Mais de 60 pessoas morreram e cerca de 50 ficaram feridas, de acordo com o último balanço.

O fogo começou no sábado, na região florestal de Pedrógão Grande, no distrito de Leiria, no centro do país.

O primeiro-ministro Antonio Costa visitou a região, prometeu apoio as vítimas e familiares e também agradeceu a ajuda de todos os portugueses.

Segundo o primeiro-ministro português, os bombeiros já estavam em alerta por conta do risco de incêndios na área, em meio aos ventos e o tempo seco.

Nos últimos dias, mais de 150 focos de chamas foram controlados no país.

O secretário do Ministério de Administração Interna de Portugal Jorge Gomes afirmou que uma análise preliminar indica que o fogo começou com um raio.

As chamas ganharam proporções gigantescas por conta dos fortes ventos, que também ajudaram a propagar a fumaça tóxica.

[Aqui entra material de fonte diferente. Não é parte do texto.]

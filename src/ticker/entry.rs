//! Ticker entry: render one item as display strings plus its link.

use serde::Serialize;
use std::fmt;

use crate::types::{InstrumentType, TickerItem};

#[derive(Debug, Clone, Copy, PartialEq, Eq, Serialize)]
#[serde(rename_all = "lowercase")]
pub enum Direction {
    Up,
    Down,
}

impl Direction {
    pub fn arrow(&self) -> &'static str {
        match self {
            Direction::Up => "▲",
            Direction::Down => "▼",
        }
    }
}

/// A fully formatted ticker entry, ready for any front end.
#[derive(Debug, Clone, PartialEq, Serialize)]
pub struct TickerEntry {
    pub symbol: String,
    pub name: String,
    pub price: String,
    pub change: String,
    pub change_percent: String,
    pub direction: Direction,
    pub href: String,
}

impl TickerEntry {
    pub fn from_item(item: &TickerItem) -> Self {
        let decimals = match item.kind() {
            InstrumentType::Currency => 4,
            _ => 2,
        };
        let direction = if item.is_up() { Direction::Up } else { Direction::Down };

        Self {
            symbol: item.symbol().to_string(),
            name: item.name().to_string(),
            price: group_thousands(item.price(), decimals),
            change: signed(item.change(), decimals, item.is_up()),
            change_percent: format!("{}%", signed(item.change_percent(), 2, item.is_up())),
            direction,
            href: item.href(),
        }
    }
}

impl fmt::Display for TickerEntry {
    fn fmt(&self, f: &mut fmt::Formatter<'_>) -> fmt::Result {
        write!(
            f,
            "{} {} {} {} ({})",
            self.symbol,
            self.price,
            self.direction.arrow(),
            self.change,
            self.change_percent
        )
    }
}

/// `1234567.891` → `1,234,567.89`.
pub fn group_thousands(value: f64, decimals: usize) -> String {
    let raw = format!("{:.*}", decimals, value.abs());
    let (int_part, frac_part) = match raw.split_once('.') {
        Some((i, f)) => (i, Some(f)),
        None => (raw.as_str(), None),
    };

    let mut out = String::with_capacity(raw.len() + int_part.len() / 3 + 1);
    if value < 0.0 && raw.chars().any(|c| c.is_ascii_digit() && c != '0') {
        out.push('-');
    }
    for (i, ch) in int_part.chars().enumerate() {
        if i > 0 && (int_part.len() - i) % 3 == 0 {
            out.push(',');
        }
        out.push(ch);
    }
    if let Some(frac) = frac_part {
        out.push('.');
        out.push_str(frac);
    }
    out
}

/// Sign follows the item's direction so a rounded `0.00` still agrees with the arrow.
fn signed(value: f64, decimals: usize, is_up: bool) -> String {
    let sign = if is_up { '+' } else { '-' };
    format!("{sign}{}", group_thousands(value.abs(), decimals))
}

Muitas vítimas morreram queimadas ou sufocadas pela fumaça em uma estrada que corta a floresta de Leiria.

O Comandante Nacional do Corpo de Bombeiros Jaime Marta Soares explicou que o fogo se alastrou rapidamente, pegando os motoristas de surpresa.

Segundo ele, o resgate foi rápido, mas é impossível combater algo desse tamanho.

O maior incêndio da história mundial aconteceu no Japão, em 1923, após um terremoto na ilha de Honshu, que gerou 88 grandes focos de chamas.

O governo do país contabilizou, na época, mais de 100 mil mortos e quase 40 mil desaparecidos, pessoas que nunca foram encontradas e acabaram entrando na conta oficial de óbitos, totalizando 140 mil.